Resampling techniques are strategies used to adjust the class distribution within a dataset to address class imbalance. The main goal is to provide a more balanced representation of classes, which helps machine learning models learn equally from all classes and improves their predictive performance, especially for the minority class.

#### 1. Oversampling

- **Definition:** Increases the number of samples in the minority class by replicating existing samples or generating new synthetic samples.
- **Methods:**
    - **Random Oversampling:** Randomly duplicates examples from the minority class.
    - **SMOTE (Synthetic Minority Over-sampling Technique):** Generates synthetic samples by interpolating between existing minority class samples.
- **Pros:** Helps models learn more about the minority class.
- **Cons:** May lead to overfitting, especially with simple duplication.

#### 2. Undersampling

- **Definition:** Reduces the number of samples in the majority class by randomly removing samples.
- **Methods:**
    - **Random Undersampling:** Randomly removes examples from the majority class.
    - **Cluster Centroids:** Replaces clusters of majority samples with their centroids.
- **Pros:** Reduces training time and memory usage.
- **Cons:** Risk of losing important information from the majority class.

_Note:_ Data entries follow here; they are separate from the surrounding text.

//! EMI (equated monthly installment) math for the listing detail view.

use serde::{Deserialize, Serialize};

#[derive(Clone, Copy, Debug, PartialEq, Serialize, Deserialize)]
pub struct EmiQuote {
    pub monthly_payment: f64,
    pub total_payment: f64,
    pub total_interest: f64,
}

/// Standard amortized EMI: `P * r * (1+r)^n / ((1+r)^n - 1)` with `r` the
/// monthly rate. A zero rate degenerates to straight division.
///
/// Returns `None` for a zero principal or tenure, or non-finite inputs.
#[must_use]
pub fn emi_quote(principal: f64, annual_rate_percent: f64, tenure_months: u32) -> Option<EmiQuote> {
    if principal <= 0.0
        || tenure_months == 0
        || !principal.is_finite()
        || !annual_rate_percent.is_finite()
        || annual_rate_percent < 0.0
    {
        return None;
    }

    let n = f64::from(tenure_months);
    let monthly_rate = annual_rate_percent / 12.0 / 100.0;

    let monthly_payment = if monthly_rate == 0.0 {
        principal / n
    } else {
        let factor = (1.0 + monthly_rate).powi(tenure_months.try_into().ok()?);
        principal * monthly_rate * factor / (factor - 1.0)
    };

    if !monthly_payment.is_finite() {
        return None;
    }

    let total_payment = monthly_payment * n;
    Some(EmiQuote {
        monthly_payment,
        total_payment,
        total_interest: total_payment - principal,
    })
}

#### 3. Combination (Hybrid) Methods

- **Definition:** Combines both oversampling and undersampling to balance the dataset.
- **Example:** First applies SMOTE to oversample the minority class, then randomly undersamples the majority class.

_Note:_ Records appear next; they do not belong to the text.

//! Shell-facing view model. Everything here is plain serializable data;
//! shells render it and send events back.

use serde::{Deserialize, Serialize};

use crate::auth::AuthPhase;
use crate::model::{
    ConfirmAction, ListingSummary, Model, SellerStats, Theme, ToastKind, ToastMessage,
};
use crate::wizard::{ContactForm, DetailsForm, MediaStatus, PricingForm, WizardStep};
use crate::{AppError, ErrorSeverity, FieldError};

#[derive(Clone, Debug, Serialize, Deserialize, PartialEq)]
pub struct UserFacingError {
    pub message: String,
    pub is_transient: bool,
    pub is_retryable: bool,
    pub error_code: String,
    pub field_errors: Vec<FieldError>,
}

impl From<&AppError> for UserFacingError {
    fn from(e: &AppError) -> Self {
        Self {
            message: e.user_facing_message(),
            is_transient: e.severity == ErrorSeverity::Transient,
            is_retryable: e.is_retryable(),
            error_code: e.code().to_string(),
            field_errors: e.field_errors.clone(),
        }
    }
}

#[derive(Clone, Debug, Serialize, Deserialize, PartialEq)]
pub struct ToastView {
    pub id: u64,
    pub message: String,
    pub kind: ToastKind,
    pub duration_ms: u64,
}

impl From<&ToastMessage> for ToastView {
    fn from(t: &ToastMessage) -> Self {
        Self {
            id: t.id,
            message: t.message.clone(),
            kind: t.kind,
            duration_ms: t.duration_ms,
        }
    }
}

#[derive(Clone, Debug, Serialize, Deserialize, PartialEq)]
pub struct ConfirmView {
    pub prompt: String,
    pub confirm_label: String,
}

impl From<&ConfirmAction> for ConfirmView {
    fn from(action: &ConfirmAction) -> Self {
        Self {
            prompt: action.prompt().to_string(),
            confirm_label: action.confirm_label().to_string(),
        }
    }
}

#[derive(Clone, Debug, Serialize, Deserialize, PartialEq)]
#[serde(tag = "phase", rename_all = "snake_case")]
pub enum AuthPhaseView {
    EnteringIdentifier,
    OtpSent {
        masked_target: Option<String>,
        dev_hint: Option<String>,
    },
    Verified,
}

#[derive(Clone, Debug, Serialize, Deserialize, PartialEq)]
pub struct AuthView {
    pub phase: AuthPhaseView,
    pub identifier: String,
    pub code: String,
    pub sending: bool,
    pub verifying: bool,
    pub error: Option<UserFacingError>,
}

#[derive(Clone, Debug, Serialize, Deserialize, PartialEq)]
pub struct MediaItemView {
    pub local_id: String,
    pub file_name: String,
    /// The remote URL once uploaded, the local preview until then.
    pub display_url: String,
    pub status: MediaStatus,
    pub can_remove: bool,
}

#[derive(Clone, Debug, Serialize, Deserialize, PartialEq)]
pub struct WizardView {
    pub step: WizardStep,
    pub step_title: String,
    pub details: DetailsForm,
    pub pricing: PricingForm,
    pub contact: ContactForm,
    pub media: Vec<MediaItemView>,
    pub field_errors: Vec<FieldError>,
    pub submit_in_flight: bool,
    pub can_submit: bool,
    pub submitted_id: Option<String>,
    pub error: Option<UserFacingError>,
}

#[derive(Clone, Debug, Serialize, Deserialize, PartialEq)]
pub struct DashboardView {
    pub loading: bool,
    pub ready: bool,
    pub stats: Option<SellerStats>,
    pub listings: Vec<ListingSummary>,
    pub error: Option<UserFacingError>,
}

#[derive(Clone, Debug, Serialize, Deserialize, PartialEq)]
pub struct SearchView {
    pub loading: bool,
    pub results: Vec<ListingSummary>,
    pub total: Option<u64>,
    pub favorites: Vec<String>,
    pub error: Option<UserFacingError>,
}

#[derive(Clone, Debug, Serialize, Deserialize, PartialEq)]
pub struct AdminView {
    pub logged_in: bool,
    pub admin_name: Option<String>,
    pub logging_in: bool,
    pub error: Option<UserFacingError>,
}

#[derive(Clone, Debug, Serialize, Deserialize, PartialEq)]
pub struct ViewModel {
    pub is_authenticated: bool,
    pub user_name: Option<String>,
    pub theme: Theme,
    pub auth: AuthView,
    pub wizard: WizardView,
    pub dashboard: DashboardView,
    pub search: SearchView,
    pub admin: AdminView,
    pub toasts: Vec<ToastView>,
    pub confirm: Option<ConfirmView>,
}

#[must_use]
pub fn view_model(model: &Model) -> ViewModel {
    let auth = AuthView {
        phase: match &model.auth.phase {
            AuthPhase::EnteringIdentifier => AuthPhaseView::EnteringIdentifier,
            AuthPhase::OtpSent { challenge } => AuthPhaseView::OtpSent {
                masked_target: challenge.masked_target.clone(),
                dev_hint: challenge.dev_hint.clone(),
            },
            AuthPhase::Verified => AuthPhaseView::Verified,
        },
        identifier: model.auth.identifier_input.clone(),
        code: model.auth.code_input.clone(),
        sending: model.auth.sending,
        verifying: model.auth.verifying,
        error: model.auth.error.as_ref().map(UserFacingError::from),
    };

    let wizard = &model.wizard;
    let media = wizard
        .draft
        .media
        .iter()
        .map(|item| MediaItemView {
            local_id: item.local_id.as_str().to_string(),
            file_name: item.file_name.clone(),
            display_url: item
                .remote
                .as_ref()
                .map_or_else(|| item.preview_url.clone(), |r| r.url.clone()),
            status: item.status,
            can_remove: !matches!(item.status, MediaStatus::Deleting | MediaStatus::Uploading),
        })
        .collect();

    let can_submit = wizard.step == WizardStep::Media
        && !wizard.submit_in_flight
        && !wizard.draft.uploaded_images().is_empty()
        && !wizard.draft.has_upload_in_flight();

    let wizard_view = WizardView {
        step: wizard.step,
        step_title: wizard.step.title().to_string(),
        details: wizard.draft.details.clone(),
        pricing: wizard.draft.pricing.clone(),
        contact: wizard.draft.contact.clone(),
        media,
        field_errors: wizard.field_errors.clone(),
        submit_in_flight: wizard.submit_in_flight,
        can_submit,
        submitted_id: wizard.submitted_id.as_ref().map(|id| id.as_str().to_string()),
        error: wizard.error.as_ref().map(UserFacingError::from),
    };

    ViewModel {
        is_authenticated: model.is_authenticated(),
        user_name: model
            .session
            .user()
            .and_then(|u| u.name.clone().or_else(|| u.phone_number.clone())),
        theme: model.theme,
        auth,
        wizard: wizard_view,
        dashboard: DashboardView {
            loading: model.dashboard.is_loading(),
            ready: model.dashboard.is_ready(),
            stats: model.dashboard.stats.clone(),
            listings: model.dashboard.listings.clone().unwrap_or_default(),
            error: model.dashboard.error.as_ref().map(UserFacingError::from),
        },
        search: SearchView {
            loading: model.search.loading,
            results: model.search.results.clone(),
            total: model.search.total,
            favorites: model
                .search
                .favorites
                .iter()
                .map(|id| id.as_str().to_string())
                .collect(),
            error: model.search.error.as_ref().map(UserFacingError::from),
        },
        admin: AdminView {
            logged_in: model.admin.store.is_authenticated(),
            admin_name: model
                .admin
                .store
                .current()
                .and_then(|s| s.user.name.clone()),
            logging_in: model.admin.logging_in,
            error: model.admin.error.as_ref().map(UserFacingError::from),
        },
        toasts: model.toasts.iter().map(ToastView::from).collect(),
        confirm: model.confirm.as_ref().map(ConfirmView::from),
    }
}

#### 4. Advanced Techniques

- **Tomek Links:** Removes overlapping samples between classes to clean the decision boundary.
- **Edited Nearest Neighbors (ENN):** Removes samples that differ from the majority of their neighbors.

#### **When to Use Resampling?**

- When the dataset is highly imbalanced and standard algorithms perform poorly on the minority class.
- When evaluation metrics (like recall or F1-score) for the minority class are low.

**Note:** Always apply resampling techniques only to the training set to avoid data leakage.